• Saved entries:
/---
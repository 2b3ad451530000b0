use clap::{Parser, Subcommand};
use std::path::PathBuf;

/// `Rendezvous` - a step-by-step date invitation with an email relay.
#[derive(Parser, Debug)]
#[command(name = "rendezvous")]
#[command(version)]
#[command(about = "Ask someone out, one question at a time.", long_about = None)]
pub struct Cli {
    #[command(subcommand)]
    pub command: Commands,
}

#[derive(Subcommand, Debug)]
pub enum Commands {
    /// Walk through the invitation and send the answers
    Ask {
        /// Gateway base URL (default: [wizard] gateway_url or RENDEZVOUS_GATEWAY_URL)
        #[arg(long)]
        gateway_url: Option<String>,
    },

    /// Start the submission gateway that emails each response
    Serve {
        /// Port to listen on (use 0 for random available port)
        #[arg(short, long)]
        port: Option<u16>,

        /// Host to bind to
        #[arg(long)]
        host: Option<String>,
    },

    /// Show a response JSON file (defaults to the answers saved by `ask`)
    View {
        /// Path to a `date-response-*.json` attachment
        file: Option<PathBuf>,
    },
}

#[cfg(test)]
mod tests {
    use super::{Cli, Commands};
    use clap::{CommandFactory, Parser};

    #[test]
    fn cli_definition_has_no_flag_conflicts() {
        Cli::command().debug_assert();
    }

    #[test]
    fn serve_flags_are_optional() {
        let cli = Cli::parse_from(["rendezvous", "serve", "--port", "0"]);
        match cli.command {
            Commands::Serve { port, host } => {
                assert_eq!(port, Some(0));
                assert!(host.is_none());
            }
            other => panic!("unexpected command: {other:?}"),
        }
    }

    #[test]
    fn view_takes_optional_path() {
        let cli = Cli::parse_from(["rendezvous", "view"]);
        assert!(matches!(cli.command, Commands::View { file: None }));
    }
}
\---
• EXERCISE AIM:
Your task is to reproduce the entries exactly, starting at the first line and ending with the line containing "#[command(version)]".

• RESULT FOR THIS EXERCISE:
repository 2b3ad451530000b0
use clap::{Parser, Subcommand};
use std::path::PathBuf;

/// `Rendezvous` - a step-by-step date invitation with an email relay.
#[derive(Parser, Debug)]
#[command(name = "rendezvous")]
#[command(version)]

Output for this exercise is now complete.